[Problem description] All lines in the entries below that hold "CborDecoder" make up the answer.

[Given records]
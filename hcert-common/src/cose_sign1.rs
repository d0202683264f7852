// Copyright (c) Microsoft Corporation.
// Licensed under the MIT License.

use std::collections::BTreeMap;

use minicbor::Encoder;

use crate::header_map::{CoseHeaderMap, HEADER_ALG, HEADER_KID};
use crate::value::{CborDecoder, CborKey, CborValue, ValueDecodeError, ValueDecoder};

pub const COSE_SIGN1_TAG: u64 = 18;
pub const SIG_STRUCTURE_CONTEXT_SIGNATURE1: &str = "Signature1";

#[derive(Debug, Clone, PartialEq, thiserror::Error)]
pub enum MalformedEnvelopeError {
    #[error("invalid envelope CBOR: {0}")]
    Cbor(#[from] ValueDecodeError),

    #[error("missing COSE_Sign1 tag 18")]
    Untagged,

    #[error("unexpected CBOR tag {0} (expected COSE_Sign1 tag 18)")]
    UnexpectedTag(u64),

    #[error("COSE_Sign1 content is a {0}, expected an array")]
    NotArray(&'static str),

    #[error("array length was {0}, expected 4")]
    WrongLength(usize),

    #[error("protected headers are a {0}, expected a byte string")]
    ProtectedNotBytes(&'static str),

    #[error("failed to parse protected headers: {0}")]
    ProtectedHeaders(ValueDecodeError),

    #[error("protected headers decode to a {0}, expected a map")]
    ProtectedNotMap(&'static str),

    #[error("unprotected headers are a {0}, expected a map")]
    UnprotectedNotMap(&'static str),

    #[error("payload is a {0}, expected a byte string")]
    PayloadNotBytes(&'static str),

    #[error("signature is a {0}, expected a byte string")]
    SignatureNotBytes(&'static str),
}

/// A structurally valid COSE_Sign1 message.
///
/// Nothing here has been authenticated. The payload stays opaque bytes until a
/// signature over it has been checked.
#[derive(Debug, Clone, Default, PartialEq)]
pub struct ParsedCoseSign1 {
    pub protected_headers: CoseHeaderMap,
    pub unprotected_headers: CoseHeaderMap,
    pub payload: Vec<u8>,
    pub signature: Vec<u8>,
}

impl ParsedCoseSign1 {
    /// Union of both header maps, protected first and unprotected second, so
    /// unprotected entries replace protected ones with the same label.
    pub fn merged_headers(&self) -> BTreeMap<CborKey, CborValue> {
        let mut merged = self.protected_headers.map().clone();
        merged.extend(
            self.unprotected_headers
                .map()
                .iter()
                .map(|(k, v)| (k.clone(), v.clone())),
        );
        merged
    }

    /// Key identifier (label 4) from the merged header view.
    ///
    /// The unprotected header wins when both maps carry a kid. If the winning
    /// entry is not a byte string there is no usable kid, even when the other
    /// map has one.
    pub fn key_id(&self) -> Option<&[u8]> {
        self.unprotected_headers
            .get(HEADER_KID)
            .or_else(|| self.protected_headers.get(HEADER_KID))
            .and_then(CborValue::as_bytes)
    }

    /// Algorithm identifier (label 1). Only the protected header is consulted.
    pub fn algorithm(&self) -> Option<i64> {
        self.protected_headers.get_i64(HEADER_ALG)
    }
}

pub fn parse_cose_sign1(input: &[u8]) -> Result<ParsedCoseSign1, MalformedEnvelopeError> {
    parse_cose_sign1_with(&CborDecoder, input)
}

/// Parse with a caller-supplied value decoder.
pub fn parse_cose_sign1_with<D: ValueDecoder + ?Sized>(
    decoder: &D,
    input: &[u8],
) -> Result<ParsedCoseSign1, MalformedEnvelopeError> {
    let items = match decoder.decode(input)? {
        CborValue::Tagged(COSE_SIGN1_TAG, inner) => match *inner {
            CborValue::Array(items) => items,
            other => return Err(MalformedEnvelopeError::NotArray(other.type_name())),
        },
        CborValue::Tagged(tag, _) => return Err(MalformedEnvelopeError::UnexpectedTag(tag)),
        _ => return Err(MalformedEnvelopeError::Untagged),
    };

    let [protected, unprotected, payload, signature]: [CborValue; 4] = items
        .try_into()
        .map_err(|items: Vec<CborValue>| MalformedEnvelopeError::WrongLength(items.len()))?;

    let protected_bstr = match protected {
        CborValue::Bytes(b) => b,
        other => return Err(MalformedEnvelopeError::ProtectedNotBytes(other.type_name())),
    };

    // Empty bstr means empty map for protected headers.
    let protected_map = if protected_bstr.is_empty() {
        BTreeMap::new()
    } else {
        match decoder
            .decode(&protected_bstr)
            .map_err(MalformedEnvelopeError::ProtectedHeaders)?
        {
            CborValue::Map(m) => m,
            other => return Err(MalformedEnvelopeError::ProtectedNotMap(other.type_name())),
        }
    };

    let unprotected_map = match unprotected {
        CborValue::Map(m) => m,
        other => return Err(MalformedEnvelopeError::UnprotectedNotMap(other.type_name())),
    };

    let payload = match payload {
        CborValue::Bytes(b) => b,
        other => return Err(MalformedEnvelopeError::PayloadNotBytes(other.type_name())),
    };

    let signature = match signature {
        CborValue::Bytes(b) => b,
        other => return Err(MalformedEnvelopeError::SignatureNotBytes(other.type_name())),
    };

    Ok(ParsedCoseSign1 {
        protected_headers: CoseHeaderMap::new(protected_bstr, protected_map),
        unprotected_headers: CoseHeaderMap::new(Vec::new(), unprotected_map),
        payload,
        signature,
    })
}

/// Encode `["Signature1", protected, h'', payload]`, the bytes issuers sign.
pub fn encode_signature1_sig_structure(msg: &ParsedCoseSign1) -> Result<Vec<u8>, String> {
    let protected = msg.protected_headers.encoded_map_cbor();
    let mut out = Vec::with_capacity(128 + protected.len() + msg.payload.len());
    {
        let mut enc = Encoder::new(&mut out);
        enc.array(4).map_err(|e| e.to_string())?;
        enc.str(SIG_STRUCTURE_CONTEXT_SIGNATURE1).map_err(|e| e.to_string())?;
        enc.bytes(protected).map_err(|e| e.to_string())?;
        enc.bytes(&[]).map_err(|e| e.to_string())?; // external_aad empty bstr
        enc.bytes(&msg.payload).map_err(|e| e.to_string())?;
    }
    Ok(out)
}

[Written solution]
use crate::value::{CborDecoder, CborKey, CborValue, ValueDecodeError, ValueDecoder};
    parse_cose_sign1_with(&CborDecoder, input)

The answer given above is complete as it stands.